How many separate lines in this material contain the string "used"? Respond with the number alone.

═══ Task data ═══

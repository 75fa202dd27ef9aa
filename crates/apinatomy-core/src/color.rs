//! Color handling for ApiNATOMY resources
//!
//! This module provides the [`Color`] type which wraps the `DynamicColor` type
//! from the color crate. Resources keep their colors as CSS strings; this type
//! is used to validate those strings and to build color ramps for groups.

use std::{
    hash::{Hash, Hasher},
    str::FromStr,
};

use color::{AlphaColor, DynamicColor, Srgb};

/// Default color of generated internal nodes.
pub const INTERNAL_NODE: &str = "#000";

/// Default color of generated chain links.
pub const LINK: &str = "#000";

/// Default color of generated axes and border helpers.
pub const HELPER: &str = "#ccc";

/// Wrapper around the `DynamicColor` type from the color crate
#[derive(Clone, Copy, PartialEq, Debug)]
pub struct Color {
    color: DynamicColor,
}

impl Eq for Color {}

impl Hash for Color {
    fn hash<H: Hasher>(&self, state: &mut H) {
        self.to_string().hash(state);
    }
}

impl Color {
    /// Create a new `Color` from a string
    /// This will parse CSS color strings such as "#ff0000", "rgb(255, 0, 0)", "red", etc.
    ///
    /// # Examples
    ///
    /// ```
    /// use apinatomy_core::color::Color;
    ///
    /// let red = Color::new("#ff0000").unwrap();
    /// let grey = Color::new("#ccc").unwrap();
    /// ```
    pub fn new(color_str: &str) -> Result<Self, String> {
        match DynamicColor::from_str(color_str) {
            Ok(color) => Ok(Self { color }),
            Err(err) => Err(format!("invalid color `{color_str}`: {err}")),
        }
    }

    /// Linearly interpolates between this color and `other` in sRGB space.
    ///
    /// `t` is clamped to `[0, 1]`; `0` yields `self` and `1` yields `other`.
    pub fn lerp(self, other: Color, t: f32) -> Color {
        let t = t.clamp(0.0, 1.0);
        let from = self.color.to_alpha_color::<Srgb>().components;
        let to = other.color.to_alpha_color::<Srgb>().components;
        let mut mixed = [0.0f32; 4];
        for (i, value) in mixed.iter_mut().enumerate() {
            *value = from[i] + (to[i] - from[i]) * t;
        }
        Color {
            color: DynamicColor::from_alpha_color(AlphaColor::<Srgb>::new(mixed)),
        }
    }

    /// Returns the color as a `#rrggbb` hex string, the form used in model files.
    pub fn to_hex(self) -> String {
        let rgba = self.color.to_alpha_color::<Srgb>().to_rgba8();
        format!("#{:02x}{:02x}{:02x}", rgba.r, rgba.g, rgba.b)
    }
}

impl std::fmt::Display for Color {
    fn fmt(&self, f: &mut std::fmt::Formatter<'_>) -> std::fmt::Result {
        write!(f, "{}", self.color)
    }
}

═══

## Response to the exercise
2